WHAT YOU HAVE TO DO » Tally the lines in the data that follows that include the word "SettlementError", and report nothing but the total.

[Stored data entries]
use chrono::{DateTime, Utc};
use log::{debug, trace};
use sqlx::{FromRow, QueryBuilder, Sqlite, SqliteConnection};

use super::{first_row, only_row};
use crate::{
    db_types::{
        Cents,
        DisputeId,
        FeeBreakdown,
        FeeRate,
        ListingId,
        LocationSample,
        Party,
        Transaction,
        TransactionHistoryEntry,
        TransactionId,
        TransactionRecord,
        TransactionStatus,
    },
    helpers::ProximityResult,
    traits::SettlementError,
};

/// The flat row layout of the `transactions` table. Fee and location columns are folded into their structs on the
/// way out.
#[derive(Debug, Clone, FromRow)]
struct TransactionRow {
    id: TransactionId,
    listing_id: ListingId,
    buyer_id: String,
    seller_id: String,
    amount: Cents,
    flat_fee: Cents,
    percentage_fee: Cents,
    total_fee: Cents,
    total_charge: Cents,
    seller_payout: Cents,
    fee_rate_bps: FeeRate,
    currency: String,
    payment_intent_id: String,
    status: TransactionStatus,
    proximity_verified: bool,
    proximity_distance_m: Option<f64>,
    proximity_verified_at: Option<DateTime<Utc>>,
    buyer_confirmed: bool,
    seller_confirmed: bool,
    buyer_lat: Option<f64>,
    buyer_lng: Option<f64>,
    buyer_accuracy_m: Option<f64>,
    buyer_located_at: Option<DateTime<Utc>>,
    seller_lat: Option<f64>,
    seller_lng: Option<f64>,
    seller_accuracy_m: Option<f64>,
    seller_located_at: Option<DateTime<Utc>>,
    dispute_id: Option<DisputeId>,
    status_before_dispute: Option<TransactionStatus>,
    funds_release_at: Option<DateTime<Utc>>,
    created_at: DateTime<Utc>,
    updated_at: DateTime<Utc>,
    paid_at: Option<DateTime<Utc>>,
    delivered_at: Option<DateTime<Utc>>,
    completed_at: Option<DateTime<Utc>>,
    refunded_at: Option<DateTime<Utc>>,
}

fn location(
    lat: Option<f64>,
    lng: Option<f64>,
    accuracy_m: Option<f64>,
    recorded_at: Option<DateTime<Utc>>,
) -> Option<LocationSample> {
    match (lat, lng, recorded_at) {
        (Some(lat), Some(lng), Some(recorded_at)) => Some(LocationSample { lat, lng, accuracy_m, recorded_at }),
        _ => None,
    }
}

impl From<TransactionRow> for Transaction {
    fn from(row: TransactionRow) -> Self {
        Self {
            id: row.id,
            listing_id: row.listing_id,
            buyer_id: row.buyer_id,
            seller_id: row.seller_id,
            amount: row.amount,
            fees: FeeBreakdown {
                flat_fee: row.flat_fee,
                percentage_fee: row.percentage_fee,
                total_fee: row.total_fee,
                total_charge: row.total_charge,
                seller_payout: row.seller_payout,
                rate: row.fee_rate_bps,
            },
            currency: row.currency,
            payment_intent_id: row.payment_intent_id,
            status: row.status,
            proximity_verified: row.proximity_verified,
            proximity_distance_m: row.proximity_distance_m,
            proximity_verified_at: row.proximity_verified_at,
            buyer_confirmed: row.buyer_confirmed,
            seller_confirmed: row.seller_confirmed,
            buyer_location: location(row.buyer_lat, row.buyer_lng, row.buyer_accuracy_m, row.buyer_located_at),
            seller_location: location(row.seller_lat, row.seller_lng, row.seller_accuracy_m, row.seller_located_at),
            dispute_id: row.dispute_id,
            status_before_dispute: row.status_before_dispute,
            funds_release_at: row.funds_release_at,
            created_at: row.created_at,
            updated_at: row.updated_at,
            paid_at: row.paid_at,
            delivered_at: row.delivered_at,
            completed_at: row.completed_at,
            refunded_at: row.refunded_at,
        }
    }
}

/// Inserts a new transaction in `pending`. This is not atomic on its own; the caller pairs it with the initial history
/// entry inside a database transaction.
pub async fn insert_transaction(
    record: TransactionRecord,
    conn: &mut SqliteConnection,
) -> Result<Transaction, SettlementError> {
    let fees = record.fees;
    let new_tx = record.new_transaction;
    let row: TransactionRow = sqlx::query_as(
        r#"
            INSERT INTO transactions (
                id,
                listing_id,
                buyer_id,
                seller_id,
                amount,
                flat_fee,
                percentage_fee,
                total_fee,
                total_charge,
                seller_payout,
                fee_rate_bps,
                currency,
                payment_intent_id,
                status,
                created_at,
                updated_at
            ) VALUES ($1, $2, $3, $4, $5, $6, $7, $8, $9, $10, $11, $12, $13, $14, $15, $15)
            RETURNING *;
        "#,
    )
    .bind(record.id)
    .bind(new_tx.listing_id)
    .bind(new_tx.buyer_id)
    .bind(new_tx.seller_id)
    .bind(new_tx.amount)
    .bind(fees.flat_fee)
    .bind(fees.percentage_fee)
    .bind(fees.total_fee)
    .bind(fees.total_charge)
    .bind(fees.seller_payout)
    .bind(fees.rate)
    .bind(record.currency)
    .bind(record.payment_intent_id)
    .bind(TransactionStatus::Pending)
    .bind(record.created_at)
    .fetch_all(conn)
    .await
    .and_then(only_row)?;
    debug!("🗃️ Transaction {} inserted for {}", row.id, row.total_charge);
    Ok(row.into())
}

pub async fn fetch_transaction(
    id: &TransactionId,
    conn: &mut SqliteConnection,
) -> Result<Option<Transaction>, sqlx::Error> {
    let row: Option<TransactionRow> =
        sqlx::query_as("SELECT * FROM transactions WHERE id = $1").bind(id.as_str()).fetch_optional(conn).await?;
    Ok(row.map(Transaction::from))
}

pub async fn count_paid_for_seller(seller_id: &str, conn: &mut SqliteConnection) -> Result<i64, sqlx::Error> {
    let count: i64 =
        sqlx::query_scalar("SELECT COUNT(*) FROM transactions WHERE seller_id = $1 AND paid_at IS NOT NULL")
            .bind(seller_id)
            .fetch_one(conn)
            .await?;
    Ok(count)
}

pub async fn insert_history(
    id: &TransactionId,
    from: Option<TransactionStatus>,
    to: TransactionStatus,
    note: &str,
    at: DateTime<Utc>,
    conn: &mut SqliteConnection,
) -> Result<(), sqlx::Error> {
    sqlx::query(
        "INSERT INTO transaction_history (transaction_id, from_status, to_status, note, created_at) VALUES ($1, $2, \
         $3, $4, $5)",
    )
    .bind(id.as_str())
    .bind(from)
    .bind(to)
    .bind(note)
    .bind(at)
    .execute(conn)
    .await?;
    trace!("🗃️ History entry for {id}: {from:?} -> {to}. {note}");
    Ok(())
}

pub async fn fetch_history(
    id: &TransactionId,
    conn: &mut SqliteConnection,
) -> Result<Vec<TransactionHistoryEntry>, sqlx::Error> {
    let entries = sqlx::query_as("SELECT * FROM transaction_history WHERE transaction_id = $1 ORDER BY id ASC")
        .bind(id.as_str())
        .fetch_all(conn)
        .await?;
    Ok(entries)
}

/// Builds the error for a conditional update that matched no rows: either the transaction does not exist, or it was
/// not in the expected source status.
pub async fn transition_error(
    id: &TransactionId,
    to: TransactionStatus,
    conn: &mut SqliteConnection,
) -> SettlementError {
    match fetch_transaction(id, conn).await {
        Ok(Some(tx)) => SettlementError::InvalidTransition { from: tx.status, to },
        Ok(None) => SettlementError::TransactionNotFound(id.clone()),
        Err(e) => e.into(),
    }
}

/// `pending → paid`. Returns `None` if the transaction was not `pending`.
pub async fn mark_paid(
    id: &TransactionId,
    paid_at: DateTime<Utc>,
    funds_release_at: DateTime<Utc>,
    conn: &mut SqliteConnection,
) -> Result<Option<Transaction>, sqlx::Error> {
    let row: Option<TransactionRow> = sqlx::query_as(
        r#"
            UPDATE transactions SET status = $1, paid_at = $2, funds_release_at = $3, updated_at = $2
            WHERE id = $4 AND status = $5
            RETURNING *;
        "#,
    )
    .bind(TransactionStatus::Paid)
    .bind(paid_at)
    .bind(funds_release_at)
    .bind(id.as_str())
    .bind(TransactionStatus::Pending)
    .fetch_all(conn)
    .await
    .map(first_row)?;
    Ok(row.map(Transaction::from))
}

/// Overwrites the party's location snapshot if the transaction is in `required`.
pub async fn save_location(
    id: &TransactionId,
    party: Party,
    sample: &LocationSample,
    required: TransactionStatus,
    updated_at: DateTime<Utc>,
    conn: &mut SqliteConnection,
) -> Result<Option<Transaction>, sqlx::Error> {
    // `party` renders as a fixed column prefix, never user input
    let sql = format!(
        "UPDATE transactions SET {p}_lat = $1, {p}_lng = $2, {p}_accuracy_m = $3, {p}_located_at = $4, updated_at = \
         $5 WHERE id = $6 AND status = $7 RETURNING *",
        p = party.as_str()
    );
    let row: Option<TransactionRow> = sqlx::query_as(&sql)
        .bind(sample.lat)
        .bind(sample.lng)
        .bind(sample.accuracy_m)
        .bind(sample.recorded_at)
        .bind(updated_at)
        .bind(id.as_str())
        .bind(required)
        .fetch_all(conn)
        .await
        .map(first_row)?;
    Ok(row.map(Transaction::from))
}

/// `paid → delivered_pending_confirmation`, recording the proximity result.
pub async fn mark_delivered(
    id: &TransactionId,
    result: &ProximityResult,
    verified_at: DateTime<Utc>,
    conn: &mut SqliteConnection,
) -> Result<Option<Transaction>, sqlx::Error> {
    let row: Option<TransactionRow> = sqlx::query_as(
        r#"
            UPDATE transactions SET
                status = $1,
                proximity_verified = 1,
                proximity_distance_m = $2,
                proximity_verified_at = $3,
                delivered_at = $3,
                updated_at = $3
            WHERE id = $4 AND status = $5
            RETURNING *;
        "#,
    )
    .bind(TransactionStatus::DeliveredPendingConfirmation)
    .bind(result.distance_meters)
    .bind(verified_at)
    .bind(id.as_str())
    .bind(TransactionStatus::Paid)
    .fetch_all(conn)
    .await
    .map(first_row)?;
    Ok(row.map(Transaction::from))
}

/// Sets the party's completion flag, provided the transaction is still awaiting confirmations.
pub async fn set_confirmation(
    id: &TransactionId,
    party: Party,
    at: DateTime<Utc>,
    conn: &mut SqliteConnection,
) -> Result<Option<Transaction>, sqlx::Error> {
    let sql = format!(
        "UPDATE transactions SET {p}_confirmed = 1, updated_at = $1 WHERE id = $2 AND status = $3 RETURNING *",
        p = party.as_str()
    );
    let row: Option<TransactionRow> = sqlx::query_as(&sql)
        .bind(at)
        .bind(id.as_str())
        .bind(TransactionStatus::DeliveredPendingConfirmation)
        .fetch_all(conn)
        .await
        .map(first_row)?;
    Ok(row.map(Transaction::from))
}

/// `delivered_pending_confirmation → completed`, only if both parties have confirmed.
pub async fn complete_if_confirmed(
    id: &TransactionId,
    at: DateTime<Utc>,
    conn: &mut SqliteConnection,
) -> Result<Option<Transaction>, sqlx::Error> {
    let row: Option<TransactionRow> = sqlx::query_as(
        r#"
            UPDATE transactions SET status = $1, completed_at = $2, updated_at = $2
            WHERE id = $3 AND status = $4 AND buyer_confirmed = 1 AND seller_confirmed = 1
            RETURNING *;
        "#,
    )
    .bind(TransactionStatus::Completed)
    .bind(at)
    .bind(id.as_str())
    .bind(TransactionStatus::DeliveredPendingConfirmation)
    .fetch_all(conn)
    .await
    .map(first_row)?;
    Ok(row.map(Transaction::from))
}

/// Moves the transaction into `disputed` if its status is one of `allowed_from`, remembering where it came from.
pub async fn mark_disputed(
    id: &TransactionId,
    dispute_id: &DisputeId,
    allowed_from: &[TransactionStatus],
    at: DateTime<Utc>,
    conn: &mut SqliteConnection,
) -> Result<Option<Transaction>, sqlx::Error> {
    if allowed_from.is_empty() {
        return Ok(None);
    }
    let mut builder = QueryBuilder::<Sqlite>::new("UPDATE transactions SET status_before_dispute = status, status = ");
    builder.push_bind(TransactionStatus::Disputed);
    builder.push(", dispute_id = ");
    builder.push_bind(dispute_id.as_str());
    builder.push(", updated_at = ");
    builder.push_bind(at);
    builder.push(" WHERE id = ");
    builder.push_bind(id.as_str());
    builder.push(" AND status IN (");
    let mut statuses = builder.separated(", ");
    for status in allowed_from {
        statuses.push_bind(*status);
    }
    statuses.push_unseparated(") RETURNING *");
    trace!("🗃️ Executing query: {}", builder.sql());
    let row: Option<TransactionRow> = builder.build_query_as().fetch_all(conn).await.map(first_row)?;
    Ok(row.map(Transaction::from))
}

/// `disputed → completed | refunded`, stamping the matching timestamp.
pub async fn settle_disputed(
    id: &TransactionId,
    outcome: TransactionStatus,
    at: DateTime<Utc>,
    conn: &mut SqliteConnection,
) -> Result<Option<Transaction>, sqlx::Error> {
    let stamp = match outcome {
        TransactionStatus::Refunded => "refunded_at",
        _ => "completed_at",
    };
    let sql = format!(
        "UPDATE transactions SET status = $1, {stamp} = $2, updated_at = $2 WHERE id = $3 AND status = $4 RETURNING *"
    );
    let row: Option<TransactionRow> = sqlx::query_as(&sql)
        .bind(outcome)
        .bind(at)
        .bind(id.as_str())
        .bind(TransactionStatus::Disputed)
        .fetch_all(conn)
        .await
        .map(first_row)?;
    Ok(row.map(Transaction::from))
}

ANSWER TO THIS PROBLEM » 5